---------- Input records

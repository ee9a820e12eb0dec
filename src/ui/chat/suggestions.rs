//! Canned prompts offered in the empty state.

use leptos::prelude::*;

use super::ChatRoutes;
use super::panel::CHAT_PANEL_ID;
use crate::chat::SUGGESTIONS;

/// One button per suggestion. Picking one fills the input; it never sends.
#[component]
pub fn PromptSuggestions(routes: ChatRoutes) -> impl IntoView {
    let target = format!("#{CHAT_PANEL_ID}");

    view! {
        <div class="w-full space-y-1 py-4" data-testid="suggestions">
            {SUGGESTIONS
                .iter()
                .enumerate()
                .map(|(index, suggestion)| {
                    let (highlight, rest) = suggestion.split();
                    view! {
                        <button
                            type="button"
                            class="hover:bg-accent w-full justify-start rounded-xl px-3 py-2 text-left text-sm transition-colors"
                            hx-post=routes.suggestion(index)
                            hx-target=target.clone()
                            hx-swap="outerHTML"
                        >
                            <span class="text-primary font-medium">{highlight}</span>
                            <span class="text-muted-foreground">{rest}</span>
                        </button>
                    }
                })
                .collect_view()}
        </div>
    }
}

--------------------

## Problem to solve
Once the records end, copy them all again exactly.

## Response to this exercise
repository ee9a820e12eb0dec
filename src/ui/chat/suggestions.rs
//! Canned prompts offered in the empty state.

use leptos::prelude::*;

use super::ChatRoutes;
use super::panel::CHAT_PANEL_ID;
use crate::chat::SUGGESTIONS;

/// One button per suggestion. Picking one fills the input; it never sends.
#[component]
pub fn PromptSuggestions(routes: ChatRoutes) -> impl IntoView {
    let target = format!("#{CHAT_PANEL_ID}");

    view! {
        <div class="w-full space-y-1 py-4" data-testid="suggestions">
            {SUGGESTIONS
                .iter()
                .enumerate()
                .map(|(index, suggestion)| {
                    let (highlight, rest) = suggestion.split();
                    view! {
                        <button
                            type="button"
                            class="hover:bg-accent w-full justify-start rounded-xl px-3 py-2 text-left text-sm transition-colors"
                            hx-post=routes.suggestion(index)
                            hx-target=target.clone()
                            hx-swap="outerHTML"
                        >
                            <span class="text-primary font-medium">{highlight}</span>
                            <span class="text-muted-foreground">{rest}</span>
                        </button>
                    }
                })
                .collect_view()}
        </div>
    }
}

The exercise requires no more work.